Kant expliziert den Begriff des guten Willens weiter über seinen Begriff der Pflicht. Nach Kant gilt, dass dieser Begriff „schon dem natürlichen gesunden Verstande beiwohnt und nicht sowohl gelehrt als vielmehr nur aufgeklärt zu werden bedarf“ (4:397). Der Begriff der Pflicht „enthält“ nach Kant analytisch den Begriff des guten Willens, jedoch „unter gewissen subjectiven Einschränkungen und Hindernissen“. Dies bedeutet, dass der gute Wille in uns nicht einfach so vorliegt oder wirksam wird, sondern immer durch individuelle egoistische Neigungen verdeckt zu werden droht. Wir erreichen nach Kant den Zustand der Moralität nicht im Modus der Neigung oder Glückseligkeit, sondern nur im Modus der Pflicht. Dies bedeutet, dass wir nur dann moralisch sind, wenn wir zugleich unsere individuellen Neigungen einschränken bzw. der Sittlichkeit unterordnen. Aus logischer Sicht gilt jedoch immer, dass der Begriff der Pflicht impliziert, dass wir dem Pflichtgebot auch nachkommen können müssen. Eine Pflicht, die unser Vermögen prinzipiell überfordert, ist nach Kant nicht moralisch. Kants starker Pflichtbegriff bedeutet also keine Erniedrigung des Menschen, sondern einen hohen Zuspruch an individueller Autonomie. Er bedeutet keine Entwürdigung, sondern einen sehr großen Anspruch an Freiheit. Dies zeigt Kants Beispiel eines Menschen, dem „Widerwärtigkeiten und hoffnungsloser Gram den Geschmack am Leben gänzlich weggenommen haben“, so dass er nicht mehr am Leben hängt und es nicht mehr „liebt“, aber „sein Leben doch erhält“, „nicht aus Neigung oder Furcht, sondern aus Pflicht: alsdann hat seine Maxime einen moralischen Gehalt.“ (4:398). Dieses Beispiel erhält angesichts der gegenwärtigen Debatte um Sterbehilfe eine besondere Relevanz.
Kant unterscheidet zwischen Handlungen aus Pflicht und bloß pflichtgemäßen Handlungen.
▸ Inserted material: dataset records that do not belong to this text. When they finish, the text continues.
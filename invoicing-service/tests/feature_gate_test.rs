//! Plan feature gating on analytics routes, the feature probe and plan quotas.

mod common;

use common::{json_body, TestApp};
use invoicing_service::models::CreateUser;
use reqwest::StatusCode;
use serde_json::json;

#[tokio::test]
async fn starter_plan_cannot_open_analytics() {
    let app = TestApp::spawn().await;
    let user_id = app.sign_up("user_fg1", "fg1@example.com").await;

    let res = app.get("/api/analytics/dashboard", &user_id).await;
    assert_eq!(res.status(), StatusCode::FORBIDDEN);
    let body = json_body(res).await;
    assert_eq!(body["error"], "Feature not available in your plan");
    assert_eq!(body["feature"], "advanced_analytics");
    assert_eq!(body["current_plan"], "Starter");
    assert_eq!(body["upgrade_required"], true);
}

#[tokio::test]
async fn user_without_subscription_is_told_to_subscribe() {
    let app = TestApp::spawn().await;
    let user = app
        .store
        .create_user(CreateUser {
            clerk_id: None,
            email: "nosub@example.com".to_string(),
            display_name: "No Sub".to_string(),
            profile_image: String::new(),
        })
        .await
        .unwrap();

    let res = app.get("/api/analytics/usage", &user.id).await;
    assert_eq!(res.status(), StatusCode::FORBIDDEN);
    let body = json_body(res).await;
    assert_eq!(body["error"], "Subscription required");
    assert_eq!(body["feature"], "advanced_analytics");
}

#[tokio::test]
async fn pro_plan_opens_analytics() {
    let app = TestApp::spawn().await;
    let user_id = app.sign_up("user_fg2", "fg2@example.com").await;
    app.change_plan(&user_id, "PLN-PRO").await;

    let res = app.get("/api/analytics/usage", &user_id).await;
    assert_eq!(res.status(), StatusCode::NOT_FOUND);
    assert_eq!(json_body(res).await["error"], "No analytics data found");

    let client = app.create_client(&user_id, "Acme").await;
    app.create_invoice(
        &user_id,
        json!({ "client_id": client["id"], "amount": 100, "currency_type": "EUR" }),
    )
    .await;

    let res = app.get("/api/analytics/usage", &user_id).await;
    assert_eq!(res.status(), StatusCode::OK);
    let body = json_body(res).await;
    let today = &body["analytics"][0];
    assert_eq!(today["invoices_created"], 1);
    assert_eq!(today["clients_added"], 1);
    assert_eq!(today["revenue_generated"], 109.0);

    let res = app.get("/api/analytics/dashboard", &user_id).await;
    assert_eq!(res.status(), StatusCode::OK);
    let month = &json_body(res).await["dashboard"]["current_month"];
    assert_eq!(month["invoices_created"], 1);
    assert_eq!(month["clients_added"], 1);
    assert_eq!(month["messages_sent"], 0);
    assert_eq!(month["revenue_generated"], 109.0);
}

#[tokio::test]
async fn feature_probe_reports_plan_flags() {
    let app = TestApp::spawn().await;
    let user_id = app.sign_up("user_fg3", "fg3@example.com").await;

    let body = json_body(
        app.get("/api/subscription/features/image_generation", &user_id)
            .await,
    )
    .await;
    assert_eq!(body["feature"], "image_generation");
    assert_eq!(body["allowed"], false);
    assert_eq!(body["current_plan"], "Starter");

    app.change_plan(&user_id, "PLN-PRO").await;
    let body = json_body(
        app.get("/api/subscription/features/image_generation", &user_id)
            .await,
    )
    .await;
    assert_eq!(body["allowed"], true);

    let body = json_body(
        app.get("/api/subscription/features/white_label", &user_id)
            .await,
    )
    .await;
    assert_eq!(body["allowed"], false);
    assert_eq!(body["current_plan"], "Pro");

    // Names that are not plan features are allowed
    let body = json_body(
        app.get("/api/subscription/features/dark_mode", &user_id)
            .await,
    )
    .await;
    assert_eq!(body["allowed"], true);
}

#[tokio::test]
async fn client_quota_applies_when_enabled() {
    let app = TestApp::spawn_with(|config| config.limits.plan_quotas_enabled = true).await;
    let user_id = app.sign_up("user_fg4", "fg4@example.com").await;

    for i in 0..10 {
        app.create_client(&user_id, &format!("Client {}", i)).await;
    }

    let res = app
        .post("/api/clients", &user_id, json!({ "name": "One too many" }))
        .await;
    assert_eq!(res.status(), StatusCode::FORBIDDEN);
    assert_eq!(json_body(res).await["error"], "Plan limit reached");

    app.change_plan(&user_id, "PLN-PRO").await;
    let res = app
        .post("/api/clients", &user_id, json!({ "name": "Unlimited now" }))
        .await;
    assert_eq!(res.status(), StatusCode::CREATED);
}

#[tokio::test]
async fn quotas_are_off_by_default() {
    let app = TestApp::spawn().await;
    let user_id = app.sign_up("user_fg5", "fg5@example.com").await;

    for i in 0..11 {
        app.create_client(&user_id, &format!("Client {}", i)).await;
    }
}

#[tokio::test]
async fn invoice_quota_rejects_before_creating_named_client() {
    let app = TestApp::spawn_with(|config| {
        config.limits.plan_quotas_enabled = true;
        config.limits.rate_limit_enabled = false;
    })
    .await;
    let user_id = app.sign_up("user_fg6", "fg6@example.com").await;
    let client = app.create_client(&user_id, "Acme").await;

    for _ in 0..50 {
        app.create_invoice(&user_id, json!({ "client_id": client["id"], "amount": 1 }))
            .await;
    }

    let res = app
        .post(
            "/api/invoices",
            &user_id,
            json!({ "client_name": "Brand New Co", "amount": 1 }),
        )
        .await;
    assert_eq!(res.status(), StatusCode::FORBIDDEN);
    assert_eq!(json_body(res).await["error"], "Plan limit reached");

    let clients = json_body(app.get("/api/clients", &user_id).await).await;
    let clients = clients.as_array().unwrap();
    assert_eq!(clients.len(), 1);
    assert_eq!(clients[0]["name"], "Acme");

    let usage = json_body(app.get("/api/subscription/usage", &user_id).await).await;
    assert_eq!(usage["current_usage"]["clients_created"], 1);
    assert_eq!(usage["current_usage"]["invoices_created"], 50);
}
//! HTTP handlers, one module per route group.

pub mod analytics;
pub mod auth;
pub mod clients;
pub mod dashboard;
pub mod invoices;
pub mod settings;
pub mod subscription;
//! Profile and preference handlers.

use axum::extract::{Json, State};
use service_core::error::AppError;

use crate::dtos::settings::{
    PreferencesResponse, ProfileResponse, UpdatePreferencesRequest, UpdateProfileRequest,
};
use crate::middleware::auth::AuthUser;
use crate::models::{PreferencesInput, User, UserPreferences};
use crate::startup::AppState;
use crate::utils::ValidatedJson;

/// GET /api/settings/profile
pub async fn get_profile(user: AuthUser) -> Json<User> {
    Json(user.0)
}

/// POST /api/settings/profile
pub async fn update_profile(
    State(state): State<AppState>,
    user: AuthUser,
    ValidatedJson(req): ValidatedJson<UpdateProfileRequest>,
) -> Result<Json<ProfileResponse>, AppError> {
    let update = req.into_update()?;

    let updated = state
        .store
        .update_user(user.id(), update)
        .await?
        .ok_or_else(|| AppError::NotFound(anyhow::anyhow!("User not found")))?;

    tracing::info!(user_id = %updated.id, "Profile updated");

    Ok(Json(ProfileResponse {
        message: "Profile updated successfully".to_string(),
        user: updated,
    }))
}

/// GET /api/settings/preferences
pub async fn get_preferences(
    State(state): State<AppState>,
    user: AuthUser,
) -> Result<Json<UserPreferences>, AppError> {
    let preferences = state
        .store
        .get_preferences(user.id())
        .await?
        .ok_or_else(|| AppError::NotFound(anyhow::anyhow!("Preferences not found")))?;

    Ok(Json(preferences))
}

/// POST /api/settings/preferences
///
/// Creates the row on first use; fields left out of the body keep their
/// current (or default) value.
pub async fn update_preferences(
    State(state): State<AppState>,
    user: AuthUser,
    ValidatedJson(req): ValidatedJson<UpdatePreferencesRequest>,
) -> Result<Json<PreferencesResponse>, AppError> {
    let base = state
        .store
        .get_preferences(user.id())
        .await?
        .map(|existing| PreferencesInput::from(&existing))
        .unwrap_or_default();

    let preferences = state
        .store
        .upsert_preferences(user.id(), req.merge_into(base))
        .await?;

    tracing::info!(user_id = %user.id(), "Preferences updated");

    Ok(Json(PreferencesResponse {
        message: "Preferences updated successfully".to_string(),
        preferences,
    }))
}
//! Currency normalization against a fixed USD rate table.

use crate::models::Invoice;
use rust_decimal::{Decimal, RoundingStrategy};
use std::collections::BTreeMap;

pub const BASE_CURRENCY: &str = "USD";

/// Units of USD per one unit of `code`. Unknown codes are treated as USD.
pub fn rate(code: &str) -> Decimal {
    match normalize(code) {
        "USD" => Decimal::ONE,
        "EUR" => Decimal::new(109, 2),
        "GBP" => Decimal::new(127, 2),
        "INR" => Decimal::new(12, 3),
        "CAD" => Decimal::new(74, 2),
        "AUD" => Decimal::new(66, 2),
        _ => Decimal::ONE,
    }
}

/// Missing currency codes mean USD.
pub fn normalize(code: &str) -> &str {
    let code = code.trim();
    if code.is_empty() { BASE_CURRENCY } else { code }
}

pub fn to_base(amount: Decimal, code: &str) -> Decimal {
    amount * rate(code)
}

pub fn from_base(amount: Decimal, code: &str) -> Decimal {
    amount / rate(code)
}

pub fn total_in_base<'a, I>(invoices: I) -> Decimal
where
    I: IntoIterator<Item = &'a Invoice>,
{
    invoices
        .into_iter()
        .map(|inv| to_base(inv.amount, &inv.currency_type))
        .sum()
}

/// Most frequent currency across `invoices`.
///
/// Ties go to USD when USD is among the leaders, otherwise to the
/// alphabetically first code. An empty set yields USD.
pub fn primary_currency<'a, I>(invoices: I) -> String
where
    I: IntoIterator<Item = &'a Invoice>,
{
    let mut counts: BTreeMap<&str, usize> = BTreeMap::new();
    for inv in invoices {
        *counts.entry(normalize(&inv.currency_type)).or_default() += 1;
    }

    let Some(max) = counts.values().copied().max() else {
        return BASE_CURRENCY.to_string();
    };

    if counts.get(BASE_CURRENCY) == Some(&max) {
        return BASE_CURRENCY.to_string();
    }

    counts
        .into_iter()
        .find(|(_, count)| *count == max)
        .map(|(code, _)| code.to_string())
        .unwrap_or_else(|| BASE_CURRENCY.to_string())
}

/// Two decimal places, halves away from zero.
pub fn round_money(amount: Decimal) -> Decimal {
    amount.round_dp_with_strategy(2, RoundingStrategy::MidpointAwayFromZero)
}

#[cfg(test)]
mod tests {
    use super::*;
    use crate::models::InvoiceStatus;
    use chrono::Utc;

    fn invoice(amount: i64, currency: &str) -> Invoice {
        Invoice {
            id: "INV-1".to_string(),
            user_id: "USR-1".to_string(),
            client_id: "CLI-1".to_string(),
            client_name: "Acme".to_string(),
            invoice_date: "2024-01-15".to_string(),
            due_date: String::new(),
            amount: Decimal::from(amount),
            currency_type: currency.to_string(),
            status: InvoiceStatus::Unpaid.as_str().to_string(),
            created_at: Utc::now(),
            updated_at: Utc::now(),
        }
    }

    #[test]
    fn mixed_usd_and_eur_total() {
        let invoices = vec![invoice(100, "USD"), invoice(100, "EUR")];
        let total = round_money(total_in_base(&invoices));
        assert_eq!(total, Decimal::new(20900, 2));
        assert_eq!(total.to_string(), "209.00");
    }

    #[test]
    fn empty_and_unknown_codes_convert_at_par() {
        assert_eq!(to_base(Decimal::from(50), ""), Decimal::from(50));
        assert_eq!(to_base(Decimal::from(50), "JPY"), Decimal::from(50));
    }

    #[test]
    fn from_base_inverts_rate() {
        let usd = to_base(Decimal::from(200), "GBP");
        assert_eq!(usd, Decimal::from(254));
        assert_eq!(from_base(usd, "GBP"), Decimal::from(200));
    }

    #[test]
    fn inr_uses_fractional_rate() {
        assert_eq!(to_base(Decimal::from(1000), "INR"), Decimal::from(12));
    }

    #[test]
    fn primary_currency_is_majority() {
        let invoices = vec![invoice(1, "EUR"), invoice(1, "EUR"), invoice(1, "USD")];
        assert_eq!(primary_currency(&invoices), "EUR");
    }

    #[test]
    fn primary_currency_tie_prefers_usd() {
        let invoices = vec![invoice(1, "GBP"), invoice(1, "USD")];
        assert_eq!(primary_currency(&invoices), "USD");
    }

    #[test]
    fn primary_currency_tie_without_usd_is_alphabetical() {
        let invoices = vec![invoice(1, "GBP"), invoice(1, "EUR"), invoice(1, "USD"), invoice(1, "EUR"), invoice(1, "GBP")];
        assert_eq!(primary_currency(&invoices), "EUR");
    }

    #[test]
    fn primary_currency_defaults_to_usd() {
        assert_eq!(primary_currency(&Vec::<Invoice>::new()), "USD");
        assert_eq!(primary_currency(&vec![invoice(1, "")]), "USD");
    }

    #[test]
    fn rounds_half_away_from_zero() {
        assert_eq!(round_money(Decimal::new(12345, 3)), Decimal::new(1235, 2));
        assert_eq!(round_money(Decimal::new(12344, 3)), Decimal::new(1234, 2));
    }
}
Ein Kaufmann, der einem Kind korrekt Wechselgelt zurückgibt, wird dies in der Regel, sofern er als Kaufmann auf Gewinnmaximierung aus ist, nur aus Gründen der Legalität bzw. pflichtgemäß tun, damit sein Ruf und Geschäft nicht darunter leiden – also nicht „aus Pflicht und Grundsätzen der Ehrlichkeit“, aber auch nicht „aus Liebe keinem vor dem andern im Preise den Vorzug zu geben“. Ebenso können wir aus moralischer Sicht drei Haltungen gegenüber der moralischen Norm einnehmen:
(1) Pflichtgemäßes Handeln: Wir beachten die moralischen Gebote, aber handeln z.B. aus Angst vor Strafe im Falle der Zuwiderhandlung.
(2) Handeln aus Pflicht: Wir handeln aus innerer Einsicht in das Prinzip der Pflicht.
(3) Handeln aus Liebe oder Neigung: Wir handeln, weil wir die moralische Handlung gerne tun.
Nacht Kant ist nur Handeln aus Pflicht im eigentlichen Sinne moralisch, weil wir darin unsere individuellen Neigungen mit einem objektiven und absoluten Prinzip konfrontieren, von dem wir mit Sicherheit wissen können, dass es moralisch ist. In Konfrontation mit diesem Prinzip werden unsere individuellen Neigungen ihn ihrer Geltung relativiert und, wenn nicht gänzlich zurückgewiesen, so doch diesem Prinzip nachgeordnet. Wir sind nach Kant keine heiligen Wesen, die von sich aus immer schon zum moralisch Guten tendieren, sondern als endliche Wesen tendenziell egoistisch und eigennützig orientiert. Deswegen ist unsere Einstellung zur Moral auch nicht die der Liebe, sondern immer eine Einstellung, die durch ein absolutes Gebot bestimmt ist. Kants Pflichtethik verlangt nicht, dass wir alle unsere Neigungen im moralischen Handeln unterdrücken, sondern dass wir sie im Sinne einer indirekten Pflicht so kultivieren, dass wir für das Sittengesetz empfänglich werden und nicht durch unbefriedigte Neigungen unmoralisch werden.